Relationships; foundation of much of our personal joy, laughter, energy, and sometimes sorrow. As much as I genuinely care about my relationships, I have to admit sometimes I am pitiful at honoring my relationships and generously investing in them as I should, so they will be nurtured and grow like a watered seed spreading through the soil. Sometimes I shake my head and wonder why I act so abruptly in a situation and then I remember the story.
In his book, ” Seven Habits of Highly Successful People,” the late Dr. Stephen Covey writes the following story. Stephen is a business leader and an executive travelling on the New York City subway to a business engagement. He is a quiet, centered, buttoned down guy, just enjoying perusing the paper before he arrives at his destination. At one of the stops, a man boards with his young children, who are fidgeting, getting rather loud, and causing a disturbing ruckus. After several minutes, Stephen feels his ears getting red and simply says, “Excuse me, sir. Is it too much to ask that you try to quiet down your children?” The man slowly turned to Stephen and with swollen eyes and said, “I guess I should, but you see, we just left the hospital and my wife just passed away. The kids don’t know how to handle it and quite honestly, neither do I.” At that moment, Stephen wished he could shrink down into his dress shoes.

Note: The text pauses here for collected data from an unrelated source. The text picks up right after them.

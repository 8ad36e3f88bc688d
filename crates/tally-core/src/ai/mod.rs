//! Pluggable AI backend abstraction
//!
//! AI only ever rewrites text that tally already produced deterministically.
//! Every caller goes through a [`CopyWriter`], which falls back to the
//! deterministic template whenever a backend fails, times out or returns
//! malformed output.
//!
//! # Architecture
//!
//! - `AIBackend` trait: the interface every backend implements
//! - `AIClient` enum: concrete wrapper providing Clone + compile-time dispatch
//! - Backend implementations: `OpenAICompatibleBackend`, `MockBackend`
//! - `CopyWriter` trait: `TemplateCopyWriter` and the `AiCopyWriter` decorator
//!
//! # Configuration
//!
//! Environment variables:
//! - `AI_BACKEND`: Backend to use (openai_compatible, mock). Default: openai_compatible
//! - `OPENAI_COMPATIBLE_HOST`, `OPENAI_COMPATIBLE_MODEL`, `OPENAI_COMPATIBLE_API_KEY`
//! - `OPENAI_API_KEY`: hosted OpenAI when no compatible host is set

mod copy;
mod mock;
mod openai_compatible;
pub mod parsing;
pub mod types;

pub use copy::{copy_writer, explain_persona_or_reason, AiCopyWriter, CopyWriter, TemplateCopyWriter};
pub use mock::{MockBackend, MockResponse};
pub use openai_compatible::OpenAICompatibleBackend;
pub use types::*;

use async_trait::async_trait;

use crate::error::Result;
use crate::persona::Persona;
use crate::signals::Signals;

/// Trait defining the interface for all AI backends
#[async_trait]
pub trait AIBackend: Send + Sync {
    /// Rewrite one recommendation's title and rationale
    ///
    /// Implementations validate the result against `limits` and the
    /// disclosure requirement before returning it.
    async fn write_recommendation_copy(
        &self,
        request: &CopyRequest,
        limits: &CopyLimits,
    ) -> Result<GeneratedCopy>;

    /// Plain-language explanation of an assigned persona
    async fn explain_persona(&self, persona: &Persona, signals: &Signals) -> Result<String>;

    /// Check if the backend is available
    async fn health_check(&self) -> bool;

    /// Get the model name
    fn model(&self) -> &str;

    /// Get the host URL (for logging)
    fn host(&self) -> &str;
}

/// Concrete AI client enum
#[derive(Clone)]
pub enum AIClient {
    /// OpenAI-compatible backend (hosted OpenAI, vLLM, LocalAI, llama-server, etc.)
    OpenAICompatible(OpenAICompatibleBackend),
    /// Mock backend for testing
    Mock(MockBackend),
}

impl AIClient {
    /// Create an AI client from environment variables
    ///
    /// Returns None if the selected backend is not configured.
    pub fn from_env() -> Option<Self> {
        let backend =
            std::env::var("AI_BACKEND").unwrap_or_else(|_| "openai_compatible".to_string());

        match backend.to_lowercase().as_str() {
            "openai_compatible" | "openai" | "vllm" | "localai" | "llamacpp" => {
                OpenAICompatibleBackend::from_env().map(AIClient::OpenAICompatible)
            }
            "mock" => Some(AIClient::Mock(MockBackend::new())),
            _ => {
                tracing::warn!(backend = %backend, "Unknown AI_BACKEND, falling back to openai_compatible");
                OpenAICompatibleBackend::from_env().map(AIClient::OpenAICompatible)
            }
        }
    }

    /// Create an OpenAI-compatible backend directly
    pub fn openai_compatible(host: &str, model: &str) -> Self {
        AIClient::OpenAICompatible(OpenAICompatibleBackend::new(host, model))
    }

    /// Create a mock backend for testing
    pub fn mock() -> Self {
        AIClient::Mock(MockBackend::new())
    }

    /// Bound HTTP requests made by the backend; the mock has nothing to bound
    pub fn with_request_timeout(self, timeout: std::time::Duration) -> Self {
        match self {
            AIClient::OpenAICompatible(b) => AIClient::OpenAICompatible(b.with_request_timeout(timeout)),
            mock @ AIClient::Mock(_) => mock,
        }
    }
}

// Implement AIBackend for AIClient by delegating to the inner backend
#[async_trait]
impl AIBackend for AIClient {
    async fn write_recommendation_copy(
        &self,
        request: &CopyRequest,
        limits: &CopyLimits,
    ) -> Result<GeneratedCopy> {
        match self {
            AIClient::OpenAICompatible(b) => b.write_recommendation_copy(request, limits).await,
            AIClient::Mock(b) => b.write_recommendation_copy(request, limits).await,
        }
    }

    async fn explain_persona(&self, persona: &Persona, signals: &Signals) -> Result<String> {
        match self {
            AIClient::OpenAICompatible(b) => b.explain_persona(persona, signals).await,
            AIClient::Mock(b) => b.explain_persona(persona, signals).await,
        }
    }

    async fn health_check(&self) -> bool {
        match self {
            AIClient::OpenAICompatible(b) => b.health_check().await,
            AIClient::Mock(b) => b.health_check().await,
        }
    }

    fn model(&self) -> &str {
        match self {
            AIClient::OpenAICompatible(b) => b.model(),
            AIClient::Mock(b) => b.model(),
        }
    }

    fn host(&self) -> &str {
        match self {
            AIClient::OpenAICompatible(b) => b.host(),
            AIClient::Mock(b) => b.host(),
        }
    }
}
//! Evaluation command implementation

use std::path::Path;

use anyhow::{Context, Result};
use chrono::NaiveDate;
use tally_core::evaluation::evaluate;
use tally_core::{Database, TallyConfig};

pub fn cmd_eval(db: &Database, config: &TallyConfig, as_of: NaiveDate, out: Option<&Path>) -> Result<()> {
    let users = db.list_users()?;
    println!("🧪 Evaluating {} user(s) as of {}...", users.len(), as_of);

    let report = evaluate(db, &users, as_of, config).context("Evaluation failed")?;
    let summary = &report.summary;

    println!();
    println!("📊 Evaluation Summary");
    println!("   ─────────────────────────────");
    println!("   Users:           {}", summary.count);
    println!("   Coverage:        {}%", summary.coverage);
    println!("   Explainability:  {}%", summary.explainability);
    println!("   Auditability:    {}%", summary.auditability);
    println!("   Latency p95:     {} ms", summary.latency_p95_ms);

    if let Some(path) = out {
        if let Some(parent) = path.parent().filter(|p| !p.as_os_str().is_empty()) {
            std::fs::create_dir_all(parent)
                .with_context(|| format!("Failed to create {}", parent.display()))?;
        }
        std::fs::write(path, serde_json::to_string_pretty(&report)?)
            .with_context(|| format!("Failed to write {}", path.display()))?;
        println!();
        println!("   Report written to {}", path.display());
    }

    Ok(())
}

A reminder here for me that perhaps I need to be less critical of other people’s behaviors or motives. Maybe I just need to press pause because if they are reacting to me in a way I feel may be unkind, perhaps they are just going through a difficult struggle. How would I know? Maybe I need to defer on the side of grace. If someone is being abrupt with me, maybe they are going through a sorrowful heartbreak I don’t even know about. We all make judgments, sometimes appropriately so, but this is a reminder for me to step back, take a deep breath, and press pause before responding. My words have power, as do yours, and I always want to speak soothing silk words versus words that break down and destroy that perhaps would not be appropriate had I known the struggle they were going through.